▶ [Listed entries]
------------------------------------

//! Personal File Vault Core Library
//!
//! This library provides the core functionality for an encrypted file vault:
//! key derivation, authenticated encryption, the on-disk container, the audit
//! log, and the metadata sync client. Presentation layers (UI, content
//! classification, biometric prompts) are external collaborators that call
//! into this core.

pub mod analysis;
pub mod audit;
pub mod crypto;
pub mod events;
pub mod keystore;
pub mod platform;
pub mod sync;
pub mod vault;

pub use analysis::{Category, Classifier, ClassifierVerdict, RiskLevel};
pub use audit::{AuditEvent, AuditEventKind, AuditLog};
pub use crypto::{derive_key, EncryptedObject, MasterKey, Sidecar, CryptoError, KEY_LENGTH};
pub use events::{EventBus, VaultEvent};
pub use keystore::{CredentialStore, KeyringStore, MemoryStore};
pub use platform::{
    get_container_dir, get_data_dir, get_default_audit_log_path, get_default_sync_state_path,
};
pub use sync::{SyncClient, SyncError, SyncState};
pub use vault::{MetadataBlob, VaultCipher, VaultEntry, VaultStore};

use thiserror::Error;

/// Result type for vault operations
pub type Result<T> = std::result::Result<T, VaultError>;

/// General error type for vault operations
#[derive(Error, Debug)]
pub enum VaultError {
    #[error("Crypto error: {0}")]
    Crypto(#[from] crypto::CryptoError),

    #[error("Authentication failed")]
    AuthenticationFailed,

    #[error("Vault is locked")]
    VaultLocked,

    #[error("Secret store read failed: {0}")]
    StoreRead(String),

    #[error("Secret store write failed: {0}")]
    StoreWrite(String),

    #[error("Invalid input: {0}")]
    InvalidInput(String),

    #[error("Not found: {0}")]
    NotFound(String),

    #[error("IO error: {0}")]
    Io(#[from] std::io::Error),
}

------------------------------------

▶ [Your assignment]
In the answer, please give only the lines from the line containing "pub mod crypto;" through the final line of the data, copied exactly.

▶ [Solution to the problem]
pub mod crypto;
pub mod events;
pub mod keystore;
pub mod platform;
pub mod sync;
pub mod vault;

pub use analysis::{Category, Classifier, ClassifierVerdict, RiskLevel};
pub use audit::{AuditEvent, AuditEventKind, AuditLog};
pub use crypto::{derive_key, EncryptedObject, MasterKey, Sidecar, CryptoError, KEY_LENGTH};
pub use events::{EventBus, VaultEvent};
pub use keystore::{CredentialStore, KeyringStore, MemoryStore};
pub use platform::{
    get_container_dir, get_data_dir, get_default_audit_log_path, get_default_sync_state_path,
};
pub use sync::{SyncClient, SyncError, SyncState};
pub use vault::{MetadataBlob, VaultCipher, VaultEntry, VaultStore};

use thiserror::Error;

/// Result type for vault operations
pub type Result<T> = std::result::Result<T, VaultError>;

/// General error type for vault operations
#[derive(Error, Debug)]
pub enum VaultError {
    #[error("Crypto error: {0}")]
    Crypto(#[from] crypto::CryptoError),

    #[error("Authentication failed")]
    AuthenticationFailed,

    #[error("Vault is locked")]
    VaultLocked,

    #[error("Secret store read failed: {0}")]
    StoreRead(String),

    #[error("Secret store write failed: {0}")]
    StoreWrite(String),

    #[error("Invalid input: {0}")]
    InvalidInput(String),

    #[error("Not found: {0}")]
    NotFound(String),

    #[error("IO error: {0}")]
    Io(#[from] std::io::Error),
}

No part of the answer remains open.